Item 4: Controls and Procedures
The Companies maintain disclosure controls and procedures designed to provide reasonable assurance that the information required to be disclosed in the reports that they submit to the Securities and Exchange Commission (SEC) is recorded, processed, summarized and reported within the time periods specified in the rules and forms of the SEC. Disclosure controls and procedures include, without limitation, controls and procedures designed to ensure that information required to be disclosed by an issuer in the reports that it files or submits under the Securities Exchange Act of 1934, as amended, is accumulated and communicated to the issuer’s management, including its principal executive and principal financial officers, or persons performing similar functions, as appropriate to allow timely decisions regarding required disclosure.
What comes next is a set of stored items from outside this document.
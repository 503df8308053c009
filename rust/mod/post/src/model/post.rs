use serde::{Deserialize, Serialize};

/// Maximum title length, in characters.
pub const MAX_TITLE_LEN: usize = 255;

/// A stored post row.
#[derive(Debug, Clone)]
pub struct Post {
    /// ULID, time-sortable.
    pub id: String,
    /// Author (member id).
    pub member_id: String,
    pub title: String,
    pub content: String,
    pub like_count: i64,
    pub created_at: String,
    pub updated_at: String,
}

/// Body for creating or replacing a post.
#[derive(Debug, Clone, Deserialize)]
pub struct PostInput {
    pub title: String,
    pub content: String,
}

/// Full post, as returned by `GET /post/{id}`.
#[derive(Debug, Clone, PartialEq, Eq, Serialize, Deserialize)]
pub struct PostView {
    pub id: String,
    pub publisher_name: String,
    pub title: String,
    pub content: String,
    pub like_count: i64,
    pub created_at: String,
    pub updated_at: String,
}

/// List entry, as returned by `GET /posts`.
#[derive(Debug, Clone, PartialEq, Eq, Serialize, Deserialize)]
pub struct PostSummary {
    pub id: String,
    pub publisher_name: String,
    pub title: String,
    pub like_count: i64,
    pub created_at: String,
}
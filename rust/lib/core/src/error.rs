use axum::http::{HeaderValue, StatusCode, header};
use axum::response::{IntoResponse, Response};
use thiserror::Error;

// ── Error codes ─────────────────────────────────────────────────────
//
// Stable, machine-readable identifiers. Clients match on these,
// never on the human-readable message string.

pub mod error_code {
    pub const NOT_FOUND: &str = "NOT_FOUND";
    pub const ALREADY_EXISTS: &str = "ALREADY_EXISTS";
    pub const VALIDATION_FAILED: &str = "VALIDATION_FAILED";
    pub const UNAUTHENTICATED: &str = "UNAUTHENTICATED";
    pub const PERMISSION_DENIED: &str = "PERMISSION_DENIED";
    pub const INTERNAL: &str = "INTERNAL";
    pub const STORAGE_ERROR: &str = "STORAGE_ERROR";
}

// ── ServiceError ────────────────────────────────────────────────────

/// Unified service error type used across all modules.
///
/// Each variant maps to a stable error code (see [`error_code`]) and an
/// HTTP status code. The JSON response always includes both:
///
/// ```json
/// {"code": "PERMISSION_DENIED", "message": "only the author may edit this post"}
/// ```
///
/// `Unauthorized` ("log in") and `PermissionDenied` ("you are logged in
/// but not allowed") are kept apart all the way to the wire.
#[derive(Error, Debug)]
pub enum ServiceError {
    /// Resource does not exist. HTTP 404.
    #[error("{0}")]
    NotFound(String),

    /// Duplicate key / resource already exists. HTTP 409.
    #[error("{0}")]
    Conflict(String),

    /// Input data is invalid. HTTP 400.
    #[error("{0}")]
    Validation(String),

    /// Missing or invalid authentication credentials. HTTP 401.
    #[error("{0}")]
    Unauthorized(String),

    /// Authenticated but lacks required permission. HTTP 403.
    #[error("{0}")]
    PermissionDenied(String),

    /// Storage backend failure. HTTP 500.
    #[error("{0}")]
    Storage(String),

    /// Unexpected internal error. HTTP 500.
    #[error("{0}")]
    Internal(String),
}

impl ServiceError {
    /// Stable, machine-readable error code.
    pub fn error_code(&self) -> &'static str {
        match self {
            ServiceError::NotFound(_) => error_code::NOT_FOUND,
            ServiceError::Conflict(_) => error_code::ALREADY_EXISTS,
            ServiceError::Validation(_) => error_code::VALIDATION_FAILED,
            ServiceError::Unauthorized(_) => error_code::UNAUTHENTICATED,
            ServiceError::PermissionDenied(_) => error_code::PERMISSION_DENIED,
            ServiceError::Storage(_) => error_code::STORAGE_ERROR,
            ServiceError::Internal(_) => error_code::INTERNAL,
        }
    }

    /// HTTP status code for this error.
    pub fn status_code(&self) -> StatusCode {
        match self {
            ServiceError::NotFound(_) => StatusCode::NOT_FOUND,
            ServiceError::Conflict(_) => StatusCode::CONFLICT,
            ServiceError::Validation(_) => StatusCode::BAD_REQUEST,
            ServiceError::Unauthorized(_) => StatusCode::UNAUTHORIZED,
            ServiceError::PermissionDenied(_) => StatusCode::FORBIDDEN,
            ServiceError::Storage(_) => StatusCode::INTERNAL_SERVER_ERROR,
            ServiceError::Internal(_) => StatusCode::INTERNAL_SERVER_ERROR,
        }
    }
}

impl IntoResponse for ServiceError {
    fn into_response(self) -> Response {
        let status = self.status_code();

        // Storage/internal details stay in the logs.
        let message = match &self {
            ServiceError::Storage(_) | ServiceError::Internal(_) => {
                "internal server error".to_string()
            }
            other => other.to_string(),
        };
        let body = serde_json::json!({
            "code": self.error_code(),
            "message": message,
        });

        let mut response = (status, axum::Json(body)).into_response();
        if status == StatusCode::UNAUTHORIZED {
            response
                .headers_mut()
                .insert(header::WWW_AUTHENTICATE, HeaderValue::from_static("Bearer"));
        }
        response
    }
}

#[cfg(test)]
mod tests {
    use super::*;

    #[test]
    fn status_code_mapping() {
        assert_eq!(ServiceError::NotFound("x".into()).status_code(), StatusCode::NOT_FOUND);
        assert_eq!(ServiceError::Conflict("x".into()).status_code(), StatusCode::CONFLICT);
        assert_eq!(ServiceError::Validation("x".into()).status_code(), StatusCode::BAD_REQUEST);
        assert_eq!(ServiceError::Unauthorized("x".into()).status_code(), StatusCode::UNAUTHORIZED);
        assert_eq!(ServiceError::PermissionDenied("x".into()).status_code(), StatusCode::FORBIDDEN);
        assert_eq!(ServiceError::Storage("x".into()).status_code(), StatusCode::INTERNAL_SERVER_ERROR);
        assert_eq!(ServiceError::Internal("x".into()).status_code(), StatusCode::INTERNAL_SERVER_ERROR);
    }

    #[test]
    fn error_code_mapping() {
        assert_eq!(ServiceError::NotFound("x".into()).error_code(), "NOT_FOUND");
        assert_eq!(ServiceError::Conflict("x".into()).error_code(), "ALREADY_EXISTS");
        assert_eq!(ServiceError::Validation("x".into()).error_code(), "VALIDATION_FAILED");
        assert_eq!(ServiceError::Unauthorized("x".into()).error_code(), "UNAUTHENTICATED");
        assert_eq!(ServiceError::PermissionDenied("x".into()).error_code(), "PERMISSION_DENIED");
        assert_eq!(ServiceError::Storage("x".into()).error_code(), "STORAGE_ERROR");
        assert_eq!(ServiceError::Internal("x".into()).error_code(), "INTERNAL");
    }

    #[test]
    fn unauthorized_carries_bearer_challenge() {
        let resp = ServiceError::Unauthorized("missing bearer credential".into()).into_response();
        assert_eq!(resp.status(), StatusCode::UNAUTHORIZED);
        assert_eq!(resp.headers().get(header::WWW_AUTHENTICATE).unwrap(), "Bearer");
    }

    #[test]
    fn forbidden_has_no_challenge() {
        let resp = ServiceError::PermissionDenied("not yours".into()).into_response();
        assert_eq!(resp.status(), StatusCode::FORBIDDEN);
        assert!(resp.headers().get(header::WWW_AUTHENTICATE).is_none());
    }

    #[test]
    fn error_display_is_just_message() {
        assert_eq!(ServiceError::NotFound("post 123".into()).to_string(), "post 123");
        assert_eq!(ServiceError::Unauthorized("token has expired".into()).to_string(), "token has expired");
        assert_eq!(ServiceError::PermissionDenied("no access".into()).to_string(), "no access");
    }
}
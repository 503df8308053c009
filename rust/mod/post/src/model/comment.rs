use serde::{Deserialize, Serialize};

/// A stored comment row.
#[derive(Debug, Clone)]
pub struct Comment {
    pub id: String,
    pub member_id: String,
    pub post_id: String,
    pub content: String,
    pub like_count: i64,
    pub created_at: String,
    pub updated_at: String,
}

#[derive(Debug, Clone, Deserialize)]
pub struct CommentInput {
    pub content: String,
}

#[derive(Debug, Clone, PartialEq, Eq, Serialize, Deserialize)]
pub struct CommentView {
    pub id: String,
    pub publisher_name: String,
    pub content: String,
    pub like_count: i64,
    pub created_at: String,
    pub updated_at: String,
}
//! Post module: posts, comments and like toggles.
//!
//! Reads are public. Every mutation runs under a resolved
//! [`Identity`](auth::model::Identity) and edits/deletes are limited to the
//! author.

pub mod api;
pub mod model;
pub mod service;

use std::sync::Arc;

use axum::Router;

use board_core::{Module, ServiceError};
use board_sql::SQLStore;

use crate::service::PostService;

/// Post module implementing the Module trait.
pub struct PostModule {
    service: Arc<PostService>,
}

impl PostModule {
    /// Create a new PostModule. The auth schema must already exist on `sql`.
    pub fn new(sql: Arc<dyn SQLStore>) -> Result<Self, ServiceError> {
        let service = PostService::new(sql)?;
        Ok(Self { service })
    }
}

impl Module for PostModule {
    fn name(&self) -> &str {
        "post"
    }

    fn public_routes(&self) -> Router {
        api::public_router(self.service.clone())
    }

    fn protected_routes(&self) -> Router {
        api::protected_router(self.service.clone())
    }
}
use serde::{Deserialize, Serialize};

/// Pagination parameters for list operations (`?offset=0&limit=10`).
#[derive(Debug, Clone, Deserialize)]
pub struct ListParams {
    /// Number of rows to skip.
    #[serde(default)]
    pub offset: usize,

    /// Maximum number of rows to return.
    #[serde(default = "default_limit")]
    pub limit: usize,
}

/// Upper bound applied to any caller-supplied `limit`.
pub const MAX_LIMIT: usize = 100;

fn default_limit() -> usize {
    10
}

impl Default for ListParams {
    fn default() -> Self {
        Self {
            offset: 0,
            limit: default_limit(),
        }
    }
}

impl ListParams {
    /// The limit clamped to `1..=MAX_LIMIT`.
    pub fn effective_limit(&self) -> usize {
        self.limit.clamp(1, MAX_LIMIT)
    }

    /// The offset as a SQL integer, or `None` past `i64::MAX`.
    pub fn sql_offset(&self) -> Option<i64> {
        i64::try_from(self.offset).ok()
    }
}

/// Result wrapper for list operations.
#[derive(Debug, Clone, Serialize)]
pub struct ListResult<T: Serialize> {
    pub items: Vec<T>,
    pub total: usize,
}

/// Body returned by create/update endpoints: just the affected id.
#[derive(Debug, Clone, PartialEq, Eq, Serialize, Deserialize)]
pub struct IdResponse {
    pub id: String,
}

impl IdResponse {
    pub fn new(id: impl Into<String>) -> Self {
        Self { id: id.into() }
    }
}

/// Generate a new random ID (UUIDv4, no dashes).
pub fn new_id() -> String {
    uuid::Uuid::new_v4().to_string().replace('-', "")
}

/// Generate a time-sortable ID (ULID, 26 chars Crockford base32).
pub fn new_sortable_id() -> String {
    ulid::Ulid::new().to_string()
}

/// Get the current time as an RFC 3339 string.
pub fn now_rfc3339() -> String {
    chrono::Utc::now().to_rfc3339()
}
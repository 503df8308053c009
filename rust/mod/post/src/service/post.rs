use tracing::info;

use auth::model::Identity;
use auth::service::policy::require_self;
use board_core::{IdResponse, ListParams, new_sortable_id, now_rfc3339};
use board_sql::{Row, SQLExec, Value};

use crate::model::{LikeState, LikeTarget, MAX_TITLE_LEN, Post, PostInput, PostSummary, PostView};
use crate::service::{PostError, PostService};

const POST_COLUMNS: &str = "id, member_id, title, content, like_count, created_at, updated_at";

/// Posts joined with the author's display name. Posts by members that no
/// longer exist still show, with an empty name.
const POST_VIEW_SELECT: &str = "SELECT p.id, p.title, p.content, p.like_count, p.created_at,
        p.updated_at, COALESCE(m.name, '') AS publisher_name
    FROM posts p LEFT JOIN members m ON m.id = p.member_id";

fn post_from_row(row: &Row) -> Result<Post, PostError> {
    Ok(Post {
        id: row.text("id")?,
        member_id: row.text("member_id")?,
        title: row.text("title")?,
        content: row.text("content")?,
        like_count: row.int("like_count")?,
        created_at: row.text("created_at")?,
        updated_at: row.text("updated_at")?,
    })
}

fn validate(input: &PostInput) -> Result<(), PostError> {
    let title_len = input.title.trim().chars().count();
    if title_len == 0 {
        return Err(PostError::Validation("title must not be empty".into()));
    }
    if input.title.chars().count() > MAX_TITLE_LEN {
        return Err(PostError::Validation(format!(
            "title must be at most {} characters",
            MAX_TITLE_LEN
        )));
    }
    if input.content.trim().is_empty() {
        return Err(PostError::Validation("content must not be empty".into()));
    }
    Ok(())
}

impl PostService {
    pub(crate) fn find_live_post(&self, id: &str) -> Result<Option<Post>, PostError> {
        let sql = format!(
            "SELECT {} FROM posts WHERE id = ?1 AND is_deleted = 0",
            POST_COLUMNS
        );
        let rows = self.sql.query(&sql, &[Value::from(id)])?;
        rows.first().map(post_from_row).transpose()
    }

    pub(crate) fn require_post(&self, id: &str) -> Result<Post, PostError> {
        self.find_live_post(id)?
            .ok_or_else(|| PostError::NotFound(format!("post {}", id)))
    }

    /// Create a post authored by the caller.
    pub fn create_post(&self, identity: &Identity, input: PostInput) -> Result<IdResponse, PostError> {
        validate(&input)?;
        let id = new_sortable_id();
        let now = now_rfc3339();
        self.sql.exec(
            "INSERT INTO posts (id, member_id, title, content, like_count, created_at, updated_at, is_deleted)
             VALUES (?1, ?2, ?3, ?4, 0, ?5, ?5, 0)",
            &[
                Value::from(id.as_str()),
                Value::from(identity.sub.as_str()),
                Value::from(input.title),
                Value::from(input.content),
                Value::from(now),
            ],
        )?;
        info!(post_id = %id, member_id = %identity.sub, "post created");
        Ok(IdResponse::new(id))
    }

    /// Get a single post.
    pub fn get_post(&self, id: &str) -> Result<PostView, PostError> {
        let sql = format!("{} WHERE p.id = ?1 AND p.is_deleted = 0", POST_VIEW_SELECT);
        let rows = self.sql.query(&sql, &[Value::from(id)])?;
        let row = rows
            .first()
            .ok_or_else(|| PostError::NotFound(format!("post {}", id)))?;
        Ok(PostView {
            id: row.text("id")?,
            publisher_name: row.text("publisher_name")?,
            title: row.text("title")?,
            content: row.text("content")?,
            like_count: row.int("like_count")?,
            created_at: row.text("created_at")?,
            updated_at: row.text("updated_at")?,
        })
    }

    /// List posts, newest first.
    pub fn list_posts(&self, params: &ListParams) -> Result<Vec<PostSummary>, PostError> {
        let offset = params
            .sql_offset()
            .ok_or_else(|| PostError::Validation("offset out of range".into()))?;
        let sql = format!(
            "{} WHERE p.is_deleted = 0 ORDER BY p.created_at DESC, p.id DESC LIMIT ?1 OFFSET ?2",
            POST_VIEW_SELECT
        );
        let rows = self.sql.query(
            &sql,
            &[
                Value::Integer(params.effective_limit() as i64),
                Value::Integer(offset),
            ],
        )?;

        let mut items = Vec::with_capacity(rows.len());
        for row in &rows {
            items.push(PostSummary {
                id: row.text("id")?,
                publisher_name: row.text("publisher_name")?,
                title: row.text("title")?,
                like_count: row.int("like_count")?,
                created_at: row.text("created_at")?,
            });
        }
        Ok(items)
    }

    /// Replace title and content. Author only.
    pub fn update_post(
        &self,
        identity: &Identity,
        id: &str,
        input: PostInput,
    ) -> Result<IdResponse, PostError> {
        let post = self.require_post(id)?;
        require_self(identity, &post.member_id, "edit this post")?;
        validate(&input)?;

        self.sql.exec(
            "UPDATE posts SET title = ?1, content = ?2, updated_at = ?3 WHERE id = ?4",
            &[
                Value::from(input.title),
                Value::from(input.content),
                Value::from(now_rfc3339()),
                Value::from(id),
            ],
        )?;
        info!(post_id = %id, "post updated");
        Ok(IdResponse::new(id))
    }

    /// Logically delete a post. Author only.
    pub fn delete_post(&self, identity: &Identity, id: &str) -> Result<(), PostError> {
        let post = self.require_post(id)?;
        require_self(identity, &post.member_id, "delete this post")?;

        self.sql.exec(
            "UPDATE posts SET is_deleted = 1, updated_at = ?1 WHERE id = ?2",
            &[Value::from(now_rfc3339()), Value::from(id)],
        )?;
        info!(post_id = %id, "post deleted");
        Ok(())
    }

    /// Like the post if the caller has not yet, otherwise take the like back.
    pub fn toggle_post_like(&self, identity: &Identity, id: &str) -> Result<LikeState, PostError> {
        self.require_post(id)?;
        self.toggle_like(LikeTarget::Post, id, &identity.sub)
    }
}

#[cfg(test)]
mod tests {
    use super::*;
    use crate::service::tests::Fixture;
    use auth::service::AuthError;

    fn input(title: &str, content: &str) -> PostInput {
        PostInput { title: title.into(), content: content.into() }
    }

    #[test]
    fn test_create_and_get() {
        let fx = Fixture::new();
        let alice = fx.member("Alice");

        let id = fx.posts.create_post(&alice, input("Hello", "first post")).unwrap().id;
        assert_eq!(id.len(), 26);

        let view = fx.posts.get_post(&id).unwrap();
        assert_eq!(view.publisher_name, "Alice");
        assert_eq!(view.title, "Hello");
        assert_eq!(view.content, "first post");
        assert_eq!(view.like_count, 0);
        assert_eq!(view.created_at, view.updated_at);

        let stored = fx.posts.require_post(&id).unwrap();
        assert_eq!(stored.member_id, alice.sub);
    }

    #[test]
    fn test_get_missing_post() {
        let fx = Fixture::new();
        assert!(matches!(fx.posts.get_post("nope"), Err(PostError::NotFound(_))));
    }

    #[test]
    fn test_title_and_content_rules() {
        let fx = Fixture::new();
        let alice = fx.member("Alice");

        assert!(matches!(
            fx.posts.create_post(&alice, input("", "body")),
            Err(PostError::Validation(_))
        ));
        assert!(matches!(
            fx.posts.create_post(&alice, input("title", "  ")),
            Err(PostError::Validation(_))
        ));
        let long = "가".repeat(MAX_TITLE_LEN + 1);
        assert!(matches!(
            fx.posts.create_post(&alice, input(&long, "body")),
            Err(PostError::Validation(_))
        ));
        let max = "가".repeat(MAX_TITLE_LEN);
        assert!(fx.posts.create_post(&alice, input(&max, "body")).is_ok());
    }

    #[test]
    fn test_list_newest_first_with_paging() {
        let fx = Fixture::new();
        let alice = fx.member("Alice");
        let mut ids = Vec::new();
        for i in 0..3 {
            ids.push(fx.posts.create_post(&alice, input(&format!("p{}", i), "x")).unwrap().id);
            std::thread::sleep(std::time::Duration::from_millis(2));
        }

        let all = fx.posts.list_posts(&ListParams::default()).unwrap();
        let listed: Vec<&str> = all.iter().map(|p| p.id.as_str()).collect();
        assert_eq!(listed, vec![ids[2].as_str(), ids[1].as_str(), ids[0].as_str()]);
        assert!(all.iter().all(|p| p.publisher_name == "Alice"));

        let page = fx.posts.list_posts(&ListParams { offset: 1, limit: 1 }).unwrap();
        assert_eq!(page.len(), 1);
        assert_eq!(page[0].id, ids[1]);
    }

    #[test]
    fn test_list_rejects_offset_past_i64() {
        let fx = Fixture::new();
        let alice = fx.member("Alice");
        let id = fx.posts.create_post(&alice, input("t", "x")).unwrap().id;

        let huge = ListParams { offset: usize::MAX, limit: 10 };
        assert!(matches!(fx.posts.list_posts(&huge), Err(PostError::Validation(_))));
        assert!(matches!(fx.posts.list_comments(&id, &huge), Err(PostError::Validation(_))));
    }

    #[test]
    fn test_update_owner_only() {
        let fx = Fixture::new();
        let alice = fx.member("Alice");
        let bob = fx.member("Bob");
        let id = fx.posts.create_post(&alice, input("t", "c")).unwrap().id;

        let err = fx.posts.update_post(&bob, &id, input("hacked", "c")).unwrap_err();
        assert!(matches!(err, PostError::Auth(AuthError::Forbidden(_))));

        fx.posts.update_post(&alice, &id, input("t2", "c2")).unwrap();
        let view = fx.posts.get_post(&id).unwrap();
        assert_eq!(view.title, "t2");
        assert_eq!(view.content, "c2");
    }

    #[test]
    fn test_missing_post_is_not_found_before_forbidden() {
        let fx = Fixture::new();
        let bob = fx.member("Bob");
        assert!(matches!(
            fx.posts.update_post(&bob, "missing", input("t", "c")),
            Err(PostError::NotFound(_))
        ));
        assert!(matches!(
            fx.posts.delete_post(&bob, "missing"),
            Err(PostError::NotFound(_))
        ));
    }

    #[test]
    fn test_delete_is_logical() {
        let fx = Fixture::new();
        let alice = fx.member("Alice");
        let bob = fx.member("Bob");
        let id = fx.posts.create_post(&alice, input("t", "c")).unwrap().id;

        assert!(matches!(
            fx.posts.delete_post(&bob, &id),
            Err(PostError::Auth(AuthError::Forbidden(_)))
        ));
        fx.posts.delete_post(&alice, &id).unwrap();

        assert!(matches!(fx.posts.get_post(&id), Err(PostError::NotFound(_))));
        assert!(fx.posts.list_posts(&ListParams::default()).unwrap().is_empty());

        let rows = fx
            .posts
            .sql
            .query("SELECT is_deleted FROM posts WHERE id = ?1", &[Value::from(id.as_str())])
            .unwrap();
        assert_eq!(rows[0].int("is_deleted").unwrap(), 1);
    }

    #[test]
    fn test_toggle_post_like_restores_count() {
        let fx = Fixture::new();
        let alice = fx.member("Alice");
        let bob = fx.member("Bob");
        let id = fx.posts.create_post(&alice, input("t", "c")).unwrap().id;

        let state = fx.posts.toggle_post_like(&bob, &id).unwrap();
        assert_eq!(state, LikeState { liked: true, like_count: 1 });

        let state = fx.posts.toggle_post_like(&alice, &id).unwrap();
        assert_eq!(state, LikeState { liked: true, like_count: 2 });

        let state = fx.posts.toggle_post_like(&bob, &id).unwrap();
        assert_eq!(state, LikeState { liked: false, like_count: 1 });
        assert_eq!(fx.posts.get_post(&id).unwrap().like_count, 1);

        assert!(matches!(
            fx.posts.toggle_post_like(&bob, "missing"),
            Err(PostError::NotFound(_))
        ));
    }
}
mod comment;
mod like;
mod post;

pub use comment::*;
pub use like::*;
pub use post::*;
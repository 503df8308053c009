pub mod error;
pub mod sqlite;
pub mod traits;

pub use error::SQLError;
pub use sqlite::SqliteStore;
pub use traits::{Row, SQLExec, SQLStore, Value};
use std::sync::Arc;

use axum::extract::{Request, State};
use axum::http::header;
use axum::middleware::Next;
use axum::response::Response;
use tracing::debug;

use board_core::ServiceError;

use crate::service::IdentityResolver;

/// Bearer credential middleware for protected routes.
///
/// Resolves the `Authorization` header and stores the resulting
/// [`Identity`](crate::model::Identity) as a request extension for handlers
/// to take via `Extension<Identity>`. Any resolution failure is a 401.
pub async fn require_identity(
    State(resolver): State<Arc<IdentityResolver>>,
    mut request: Request,
    next: Next,
) -> Result<Response, ServiceError> {
    let authorization = request
        .headers()
        .get(header::AUTHORIZATION)
        .and_then(|v| v.to_str().ok());

    let identity = resolver.resolve(authorization).map_err(|e| {
        debug!(path = %request.uri().path(), error = %e, "rejected credential");
        ServiceError::from(e)
    })?;

    request.extensions_mut().insert(identity);
    Ok(next.run(request).await)
}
For each of the Companies, its management, with the participation of its principal executive officer and principal financial officer, has evaluated its disclosure controls and procedures as of the end of the period covered by this report and, based on such evaluation, has concluded that the controls and procedures are effective to provide such reasonable assurance. Reasonable assurance is not absolute assurance, however, and there can be no assurance that any design of controls or procedures would be effective under all potential future conditions, regardless of how remote.
There was no change in the Companies’ internal control over financial reporting that occurred during the Companies’ most recent fiscal quarter that has materially affected, or is reasonably likely to materially affect, the Companies’ internal control over financial reporting.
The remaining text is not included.